*What to produce:* Every line below that holds the word "match" must be listed.

*** Opening of Data for review ***

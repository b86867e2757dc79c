use leptos::{ev::SubmitEvent, prelude::*};
use leptos_use::{use_timeout_fn, UseTimeoutFnReturn};

use crate::{
    contact::{deliver, ContactForm, Field, FormStatus, SubmitTicket, SUBMIT_DELAY},
    nav::Section,
    reveal::CONTACT_FORM,
};

use super::{reveal::Reveal, PageSection, SectionTitle};

const INPUT_CLASS: &str = "w-full px-4 py-3 bg-white/5 border border-white/10 rounded-lg text-foreground placeholder-muted focus:outline-none focus:border-accent/50 transition-colors disabled:opacity-50";

#[component]
pub fn Contact() -> impl IntoView {
    let form = RwSignal::new(ContactForm::default());

    // disposed with this component, so a pending completion never fires late
    let UseTimeoutFnReturn { start, .. } = use_timeout_fn(
        move |ticket: SubmitTicket| {
            deliver(form, ticket);
        },
        SUBMIT_DELAY.as_millis() as f64,
    );

    let on_submit = move |ev: SubmitEvent| {
        ev.prevent_default();
        if let Some(Ok(ticket)) = form.try_update(ContactForm::submit) {
            start(ticket);
        }
    };

    let status = move || form.with(ContactForm::status);
    let submitting = move || status() == FormStatus::Submitting;
    let value = move |field: Field| move || form.with(|f| f.value(field).to_string());

    view! {
        <PageSection section=Section::Contact>
            <div class="max-w-2xl mx-auto pt-24">
                <SectionTitle
                    lead="Let's"
                    accent="Connect"
                    subtitle="I'm always interested in hearing about new projects and opportunities."
                    centered=true
                />
                <Reveal spec=CONTACT_FORM class="border-2 border-border rounded-2xl">
                    <form on:submit=on_submit class="glass-effect p-8 rounded-xl space-y-6">
                        <input
                            type="text"
                            name=Field::Name.name()
                            placeholder="Your Name"
                            required=true
                            class=INPUT_CLASS
                            prop:value=value(Field::Name)
                            on:input=move |ev| form.update(|f| f.edit(Field::Name, event_target_value(&ev)))
                            disabled=submitting
                        />
                        <input
                            type="email"
                            name=Field::Email.name()
                            placeholder="your@email.com"
                            required=true
                            class=INPUT_CLASS
                            prop:value=value(Field::Email)
                            on:input=move |ev| form.update(|f| f.edit(Field::Email, event_target_value(&ev)))
                            disabled=submitting
                        />
                        <textarea
                            name=Field::Message.name()
                            placeholder="Tell me about your project..."
                            required=true
                            rows=5
                            class=format!("{INPUT_CLASS} resize-none")
                            prop:value=value(Field::Message)
                            on:input=move |ev| form.update(|f| f.edit(Field::Message, event_target_value(&ev)))
                            disabled=submitting
                        />
                        <button
                            type="submit"
                            disabled=submitting
                            class="w-full px-8 py-4 bg-accent text-background font-bold rounded-lg hover:opacity-90 transition-opacity disabled:opacity-50"
                        >
                            {move || match status() {
                                FormStatus::Idle => "Send Message",
                                FormStatus::Submitting => "Sending...",
                                FormStatus::Succeeded => "Message Sent!",
                                FormStatus::Failed => "Try Again",
                            }}
                        </button>
                        {move || match status() {
                            FormStatus::Succeeded => {
                                Some(
                                    view! {
                                        <p class="text-accent text-center" role="status">
                                            "Thanks for reaching out. I'll get back to you soon!"
                                        </p>
                                    }
                                        .into_any(),
                                )
                            }
                            FormStatus::Failed => {
                                Some(
                                    view! {
                                        <p class="text-red-400 text-center" role="alert">
                                            "Something went wrong sending your message. Please try again."
                                        </p>
                                    }
                                        .into_any(),
                                )
                            }
                            _ => None,
                        }}
                    </form>
                </Reveal>
            </div>
        </PageSection>
    }
}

*** Close of Data for review ***

*Written solution:*
                            {move || match status() {
                        {move || match status() {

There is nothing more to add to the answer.